Businesses with a long tenure in the marketplace commonly have surplus inventory over and above what is required to run the business.  This can be especially true for distributors or retailers whose inventory is their number one asset.  Surplus inventory really only becomes a problem when a business owner wants to sell the business.

A Broker’s Opinion of the Most Probable Selling Price provides the owner with an estimate of the selling price of their business.  The multiples and ratios used to calculate this price are typically derived from Merger and Acquisition databases that compile sales data from private company transactions.  These database figures do include normal levels of inventory required to run the business, much like buying a car and expecting gas in the tank.  However, when there is surplus inventory, it can distort the selling price and raise it to an unacceptable level for both buyers and lenders. 

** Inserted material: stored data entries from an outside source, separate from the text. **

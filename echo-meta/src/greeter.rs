//! The echo service: the `Greeter` trait, its echo implementation and the dispatcher that routes
//! calls to it by method.

use std::{future::Future, sync::Arc};

use async_stream::stream;
use futures::StreamExt;
use motore::service::Service;

use crate::{
    context::{CallShape, MethodDescriptor, ServerContext},
    error::Error,
    message::{HelloReply, HelloRequest, RecvBody, SendBody},
    server::Streaming,
    BoxStream, Request, Response, Status,
};

pub const UNARY_ECHO: MethodDescriptor =
    MethodDescriptor::new("/helloworld.Greeter/UnaryEcho", CallShape::Unary);
pub const SERVER_STREAMING_ECHO: MethodDescriptor = MethodDescriptor::new(
    "/helloworld.Greeter/ServerStreamingEcho",
    CallShape::ServerStreaming,
);
pub const CLIENT_STREAMING_ECHO: MethodDescriptor = MethodDescriptor::new(
    "/helloworld.Greeter/ClientStreamingEcho",
    CallShape::ClientStreaming,
);
pub const BIDIRECTIONAL_STREAMING_ECHO: MethodDescriptor = MethodDescriptor::new(
    "/helloworld.Greeter/BidirectionalStreamingEcho",
    CallShape::Bidirectional,
);

pub const METHODS: [MethodDescriptor; 4] = [
    UNARY_ECHO,
    SERVER_STREAMING_ECHO,
    CLIENT_STREAMING_ECHO,
    BIDIRECTIONAL_STREAMING_ECHO,
];

/// Looks up a method by its full path.
pub fn method(path: &str) -> Option<MethodDescriptor> {
    METHODS.into_iter().find(|m| m.path == path)
}

/// Number of replies a server-streaming call produces.
pub const STREAMING_COUNT: usize = 10;

pub type ReplyStream = BoxStream<'static, Result<HelloReply, Status>>;

pub trait Greeter: Send + Sync + 'static {
    fn unary_echo(
        &self,
        cx: &mut ServerContext,
        req: Request<HelloRequest>,
    ) -> impl Future<Output = Result<Response<HelloReply>, Status>> + Send;

    fn server_streaming_echo(
        &self,
        cx: &mut ServerContext,
        req: Request<HelloRequest>,
    ) -> impl Future<Output = Result<Response<ReplyStream>, Status>> + Send;

    fn client_streaming_echo(
        &self,
        cx: &mut ServerContext,
        req: Request<Streaming<HelloRequest>>,
    ) -> impl Future<Output = Result<Response<HelloReply>, Status>> + Send;

    fn bidirectional_streaming_echo(
        &self,
        cx: &mut ServerContext,
        req: Request<Streaming<HelloRequest>>,
    ) -> impl Future<Output = Result<Response<ReplyStream>, Status>> + Send;
}

fn echo(req: &HelloRequest) -> HelloReply {
    HelloReply {
        message: format!("Hello again {}", req.name).into(),
    }
}

/// Replies `"Hello again " + name` to every request.
#[derive(Debug, Clone)]
pub struct EchoGreeter {
    streaming_count: usize,
}

impl EchoGreeter {
    pub fn new() -> Self {
        Self {
            streaming_count: STREAMING_COUNT,
        }
    }

    /// Sets how many replies a server-streaming call produces.
    pub fn streaming_count(mut self, count: usize) -> Self {
        self.streaming_count = count;
        self
    }
}

impl Default for EchoGreeter {
    fn default() -> Self {
        Self::new()
    }
}

impl Greeter for EchoGreeter {
    async fn unary_echo(
        &self,
        cx: &mut ServerContext,
        req: Request<HelloRequest>,
    ) -> Result<Response<HelloReply>, Status> {
        let Some(metadata) = cx.incoming_metadata() else {
            return Err(Error::MetadataMissing.into());
        };
        tracing::debug!("[ECHO] unary echo with {} metadata keys", metadata.len());
        Ok(Response::new(echo(req.get_ref())))
    }

    async fn server_streaming_echo(
        &self,
        _cx: &mut ServerContext,
        req: Request<HelloRequest>,
    ) -> Result<Response<ReplyStream>, Status> {
        let reply = echo(req.get_ref());
        let replies = std::iter::repeat(reply)
            .take(self.streaming_count)
            .map(Ok);
        Ok(Response::new(futures::stream::iter(replies).boxed()))
    }

    async fn client_streaming_echo(
        &self,
        _cx: &mut ServerContext,
        req: Request<Streaming<HelloRequest>>,
    ) -> Result<Response<HelloReply>, Status> {
        let mut requests = req.into_inner();
        let mut last = None;
        let mut received = 0usize;
        while let Some(request) = requests.message().await? {
            received += 1;
            last = Some(request);
        }
        let Some(last) = last else {
            return Err(Error::NoRequestsReceived.into());
        };
        tracing::debug!("[ECHO] client stream ended after {received} requests");
        Ok(Response::new(echo(&last)))
    }

    async fn bidirectional_streaming_echo(
        &self,
        _cx: &mut ServerContext,
        req: Request<Streaming<HelloRequest>>,
    ) -> Result<Response<ReplyStream>, Status> {
        let mut requests = req.into_inner();
        let replies = stream! {
            while let Some(request) = requests.next().await {
                yield request.map(|request| echo(&request));
            }
        };
        Ok(Response::new(replies.boxed()))
    }
}

/// Routes calls to a [`Greeter`] by method path.
pub struct GreeterServer<G> {
    inner: Arc<G>,
}

impl<G> GreeterServer<G> {
    pub fn new(inner: G) -> Self {
        Self {
            inner: Arc::new(inner),
        }
    }
}

impl<G> Clone for GreeterServer<G> {
    fn clone(&self) -> Self {
        Self {
            inner: self.inner.clone(),
        }
    }
}

impl<G> Service<ServerContext, Request<RecvBody<HelloRequest>>> for GreeterServer<G>
where
    G: Greeter,
{
    type Response = Response<SendBody<HelloReply>>;
    type Error = Status;

    async fn call(
        &self,
        cx: &mut ServerContext,
        req: Request<RecvBody<HelloRequest>>,
    ) -> Result<Self::Response, Self::Error> {
        let (metadata, body) = req.into_parts();
        let path = cx.rpc_info().method().clone();
        match method(&path) {
            Some(m) if m == UNARY_ECHO => {
                let req = Request::from_parts(metadata, body.into_unary()?);
                let resp = self.inner.unary_echo(cx, req).await?;
                Ok(resp.map(SendBody::Unary))
            }
            Some(m) if m == SERVER_STREAMING_ECHO => {
                let req = Request::from_parts(metadata, body.into_unary()?);
                let resp = self.inner.server_streaming_echo(cx, req).await?;
                Ok(resp.map(SendBody::Streaming))
            }
            Some(m) if m == CLIENT_STREAMING_ECHO => {
                let req = Request::from_parts(metadata, body.into_streaming()?);
                let resp = self.inner.client_streaming_echo(cx, req).await?;
                Ok(resp.map(SendBody::Unary))
            }
            Some(m) if m == BIDIRECTIONAL_STREAMING_ECHO => {
                let req = Request::from_parts(metadata, body.into_streaming()?);
                let resp = self.inner.bidirectional_streaming_echo(cx, req).await?;
                Ok(resp.map(SendBody::Streaming))
            }
            _ => Err(Status::unimplemented(format!("method {path} not found"))),
        }
    }
}

#[cfg(test)]
mod tests {
    use super::*;

    #[test]
    fn methods_resolve_by_path() {
        assert_eq!(
            method("/helloworld.Greeter/BidirectionalStreamingEcho"),
            Some(BIDIRECTIONAL_STREAMING_ECHO)
        );
        assert_eq!(
            method("/helloworld.Greeter/ClientStreamingEcho").map(|m| m.shape),
            Some(CallShape::ClientStreaming)
        );
        assert!(method("/helloworld.Greeter/Nope").is_none());
    }

    #[test]
    fn echo_prepends_greeting() {
        assert_eq!(
            echo(&HelloRequest::new("unaryCall")).message.as_str(),
            "Hello again unaryCall"
        );
    }
}
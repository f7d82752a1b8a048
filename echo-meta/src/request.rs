use crate::metadata::MetadataMap;

/// A message together with the request metadata that travels with it.
#[derive(Debug, Clone, Default)]
pub struct Request<T> {
    metadata: MetadataMap,
    message: T,
}

impl<T> Request<T> {
    /// Create a new [`Request`] with empty metadata.
    pub fn new(message: T) -> Self {
        Self {
            metadata: MetadataMap::new(),
            message,
        }
    }

    /// Get a reference to the message
    pub fn get_ref(&self) -> &T {
        &self.message
    }

    /// Get a mutable reference to the message
    pub fn get_mut(&mut self) -> &mut T {
        &mut self.message
    }

    /// Get a reference to the custom request metadata.
    pub fn metadata(&self) -> &MetadataMap {
        &self.metadata
    }

    /// Get a mutable reference to the request metadata.
    pub fn metadata_mut(&mut self) -> &mut MetadataMap {
        &mut self.metadata
    }

    /// Consumes `self`, returning the message
    pub fn into_inner(self) -> T {
        self.message
    }

    pub fn into_parts(self) -> (MetadataMap, T) {
        (self.metadata, self.message)
    }

    pub fn from_parts(metadata: MetadataMap, message: T) -> Self {
        Self { metadata, message }
    }

    pub fn map<F, U>(self, f: F) -> Request<U>
    where
        F: FnOnce(T) -> U,
    {
        Request {
            metadata: self.metadata,
            message: f(self.message),
        }
    }
}

pub trait IntoRequest<T>: sealed::Sealed {
    /// Wrap the input message `T` in a [`Request`]
    fn into_request(self) -> Request<T>;
}

impl<T> IntoRequest<T> for T {
    fn into_request(self) -> Request<Self> {
        Request::new(self)
    }
}

impl<T> IntoRequest<T> for Request<T> {
    fn into_request(self) -> Request<T> {
        self
    }
}

impl<T> sealed::Sealed for T {}

mod sealed {
    pub trait Sealed {}
}
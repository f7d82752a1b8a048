//! Terminal status of a call, as delivered together with the trailer.

use std::fmt;

/// The outcome of a call that did not complete normally.
///
/// ```rust
/// # use echo_meta::{Status, Code};
/// let status1 = Status::new(Code::DataLoss, "metadata unavailable");
/// let status2 = Status::data_loss("metadata unavailable");
///
/// assert_eq!(status1.code(), Code::DataLoss);
/// assert_eq!(status1.code(), status2.code());
/// ```
#[derive(Debug, Clone, PartialEq, Eq)]
pub struct Status {
    code: Code,
    message: String,
}

/// Status codes carried by a [`Status`], numbered as on the gRPC wire.
#[derive(Clone, Copy, Debug, PartialEq, Eq, Hash)]
pub enum Code {
    Ok = 0,
    Cancelled = 1,
    Unknown = 2,
    InvalidArgument = 3,
    DeadlineExceeded = 4,
    NotFound = 5,
    AlreadyExists = 6,
    PermissionDenied = 7,
    ResourceExhausted = 8,
    FailedPrecondition = 9,
    Aborted = 10,
    OutOfRange = 11,
    Unimplemented = 12,
    Internal = 13,
    Unavailable = 14,
    DataLoss = 15,
    Unauthenticated = 16,
}

impl Code {
    /// The canonical upper-case name, e.g. `DATA_LOSS`.
    pub fn as_str(&self) -> &'static str {
        match self {
            Self::Ok => "OK",
            Self::Cancelled => "CANCELLED",
            Self::Unknown => "UNKNOWN",
            Self::InvalidArgument => "INVALID_ARGUMENT",
            Self::DeadlineExceeded => "DEADLINE_EXCEEDED",
            Self::NotFound => "NOT_FOUND",
            Self::AlreadyExists => "ALREADY_EXISTS",
            Self::PermissionDenied => "PERMISSION_DENIED",
            Self::ResourceExhausted => "RESOURCE_EXHAUSTED",
            Self::FailedPrecondition => "FAILED_PRECONDITION",
            Self::Aborted => "ABORTED",
            Self::OutOfRange => "OUT_OF_RANGE",
            Self::Unimplemented => "UNIMPLEMENTED",
            Self::Internal => "INTERNAL",
            Self::Unavailable => "UNAVAILABLE",
            Self::DataLoss => "DATA_LOSS",
            Self::Unauthenticated => "UNAUTHENTICATED",
        }
    }
}

impl fmt::Display for Code {
    fn fmt(&self, f: &mut fmt::Formatter<'_>) -> fmt::Result {
        f.write_str(self.as_str())
    }
}

impl Status {
    pub fn new(code: Code, message: impl Into<String>) -> Self {
        Self {
            code,
            message: message.into(),
        }
    }

    /// The caller went away or stopped reading.
    pub fn cancelled(message: impl Into<String>) -> Self {
        Self::new(Code::Cancelled, message)
    }

    /// The request stream ended without the input the handler needs.
    pub fn invalid_argument(message: impl Into<String>) -> Self {
        Self::new(Code::InvalidArgument, message)
    }

    pub fn deadline_exceeded(message: impl Into<String>) -> Self {
        Self::new(Code::DeadlineExceeded, message)
    }

    /// A required metadata key is missing.
    pub fn failed_precondition(message: impl Into<String>) -> Self {
        Self::new(Code::FailedPrecondition, message)
    }

    pub fn unimplemented(message: impl Into<String>) -> Self {
        Self::new(Code::Unimplemented, message)
    }

    pub fn internal(message: impl Into<String>) -> Self {
        Self::new(Code::Internal, message)
    }

    /// The peer is gone or the channel to it has been closed.
    pub fn unavailable(message: impl Into<String>) -> Self {
        Self::new(Code::Unavailable, message)
    }

    pub fn data_loss(message: impl Into<String>) -> Self {
        Self::new(Code::DataLoss, message)
    }

    pub fn code(&self) -> Code {
        self.code
    }

    pub fn message(&self) -> &str {
        &self.message
    }
}

impl fmt::Display for Status {
    fn fmt(&self, f: &mut fmt::Formatter<'_>) -> fmt::Result {
        write!(f, "{}: {}", self.code, self.message)
    }
}

impl std::error::Error for Status {}

impl From<tokio::task::JoinError> for Status {
    fn from(err: tokio::task::JoinError) -> Self {
        if err.is_cancelled() {
            Status::cancelled("task was cancelled")
        } else {
            Status::internal(format!("task failed: {err}"))
        }
    }
}
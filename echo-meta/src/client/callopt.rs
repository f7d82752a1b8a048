//! This module provides the ability to set some options at call time.
//! These options also only apply to the call once.
//!
//! # Example
//!
//! ```rust,ignore
//! use std::time::Duration;
//!
//! use echo_meta::{client::CallOpt, HelloRequest};
//!
//! let callopt = CallOpt::new()
//!     .with_rpc_timeout(Duration::from_millis(500))
//!     .with_metadata("timestamp", "set by the application");
//! let resp = client
//!     .unary_echo_with_callopt(HelloRequest::new("unaryCall"), callopt)
//!     .await?;
//! ```

use std::time::Duration;

use faststr::FastStr;

use crate::{context::Config, metadata::MetadataMap};

#[derive(Debug, Default, Clone)]
pub struct CallOpt {
    /// Merged over the client's config for this call.
    pub config: Config,
    /// Appended to the request metadata of this call.
    pub metadata: MetadataMap,
}

impl CallOpt {
    /// Creates a new [`CallOpt`].
    pub fn new() -> Self {
        Default::default()
    }

    pub fn with_rpc_timeout(mut self, timeout: Duration) -> Self {
        self.config.set_rpc_timeout(Some(timeout));
        self
    }

    pub fn with_metadata(mut self, key: impl Into<FastStr>, value: impl Into<FastStr>) -> Self {
        self.metadata.append(key, value);
        self
    }
}
//! Sequencing of sends and receives for the streaming call shapes.
//!
//! On the client, a call that pushes requests runs its producer on a spawned task while the
//! consumer drains responses on the caller's task, so a full buffer on one side never blocks the
//! other. The header is fetched by the consumer and checked concurrently with the producer's
//! first send; the producer never waits for it.

use futures::{Stream, StreamExt};
use tokio::sync::mpsc;

use crate::{
    client::{ClientStream, ResponseReceiver},
    context::{CallPhase, CallShape, ResponseHead},
    error::Error,
    message::SendBody,
    metadata::MetadataMap,
    Status,
};

/// Everything a drained stream produced.
#[derive(Debug, Clone)]
pub struct StreamOutcome<T> {
    pub messages: Vec<T>,
    pub header: MetadataMap,
    pub trailer: MetadataMap,
}

/// Drains a server-streaming call whose request was sent when the stream was opened.
pub async fn server_streaming<Req, Resp>(
    stream: ClientStream<Req, Resp>,
) -> Result<StreamOutcome<Resp>, Error>
where
    Req: Send + 'static,
{
    drive(CallShape::ServerStreaming, stream, futures::stream::empty()).await
}

/// Sends every request of `requests`, then closes the request stream and waits for the single
/// response.
pub async fn client_streaming<Req, Resp, S>(
    stream: ClientStream<Req, Resp>,
    requests: S,
) -> Result<StreamOutcome<Resp>, Error>
where
    Req: Send + 'static,
    S: Stream<Item = Req> + Send + 'static,
{
    drive(CallShape::ClientStreaming, stream, requests).await
}

/// Sends every request of `requests` while collecting the responses as they arrive.
pub async fn bidirectional<Req, Resp, S>(
    stream: ClientStream<Req, Resp>,
    requests: S,
) -> Result<StreamOutcome<Resp>, Error>
where
    Req: Send + 'static,
    S: Stream<Item = Req> + Send + 'static,
{
    drive(CallShape::Bidirectional, stream, requests).await
}

async fn drive<Req, Resp, S>(
    shape: CallShape,
    stream: ClientStream<Req, Resp>,
    requests: S,
) -> Result<StreamOutcome<Resp>, Error>
where
    Req: Send + 'static,
    S: Stream<Item = Req> + Send + 'static,
{
    let (mut sender, mut receiver) = stream.into_split();

    if !shape.client_push() {
        sender.close_send();
        return consume(shape, &mut receiver).await;
    }

    let producer = tokio::spawn(async move {
        futures::pin_mut!(requests);
        let mut sent = 0usize;
        while let Some(request) = requests.next().await {
            sender.send(request).await?;
            sent += 1;
        }
        sender.close_send();
        tracing::trace!("[ECHO] producer done after {sent} requests");
        Ok::<_, Error>(())
    });

    // The consumer's error explains the producer's, so it wins.
    let outcome = match consume(shape, &mut receiver).await {
        Ok(outcome) => outcome,
        Err(err) => {
            producer.abort();
            return Err(err);
        }
    };
    producer.await.map_err(|e| Error::Status(e.into()))??;
    Ok(outcome)
}

async fn consume<Resp>(
    shape: CallShape,
    receiver: &mut ResponseReceiver<Resp>,
) -> Result<StreamOutcome<Resp>, Error> {
    let header = receiver.header().await?.clone();
    let mut messages = Vec::new();
    while let Some(message) = receiver.message().await? {
        messages.push(message);
    }
    if !shape.server_push() && messages.len() != 1 {
        return Err(Error::StreamTerminal(Status::internal(format!(
            "expected one response, received {}",
            messages.len()
        ))));
    }
    Ok(StreamOutcome {
        messages,
        header,
        trailer: receiver.trailer().cloned().unwrap_or_default(),
    })
}

/// Writes a handler's response body to the wire, sending a pending header before the first
/// message.
pub(crate) async fn push_responses<T>(
    head: &ResponseHead,
    body: SendBody<T>,
    messages: &mpsc::Sender<T>,
) -> Result<(), Status> {
    match body {
        SendBody::Unary(message) => push(head, messages, message).await,
        SendBody::Streaming(mut stream) => {
            while let Some(message) = stream.next().await {
                push(head, messages, message?).await?;
            }
            Ok(())
        }
    }
}

async fn push<T>(
    head: &ResponseHead,
    messages: &mpsc::Sender<T>,
    message: T,
) -> Result<(), Status> {
    if head.phase() != CallPhase::Exchanging {
        head.start_exchange();
    }
    messages
        .send(message)
        .await
        .map_err(|_| Status::cancelled("client stopped receiving responses"))
}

Excess inventory is a limitation in the eyes of a lender and a savvy buyer.  Lenders have debt servicing ratios that they are bound by and they will often pass on opportunities that disregard these thresholds.  Consequently, adding the extra inventory to the selling price and expecting a buyer to pay for it is not a viable option to a successful business sale.

The most viable way to sell a business with excess inventory is to offer the business to the market with the proper inventory levels and dispose of the excess.  The seller can actively reduce the inventory levels while the business is being marketed through normal sales or vendor returns.  Obsolete or unsalable inventory should also be disposed of as a buyer will naturally reject this inventory as part of the deal.  If there continues to be excess inventory at the time of closing, there are some options for both the buyer and the seller.  These options include offering incentives or liquidating the inventory through other means.

There are many creative ways to deal with excessive inventory when selling a business, but simply expecting the buyer to buy it, is not the best way.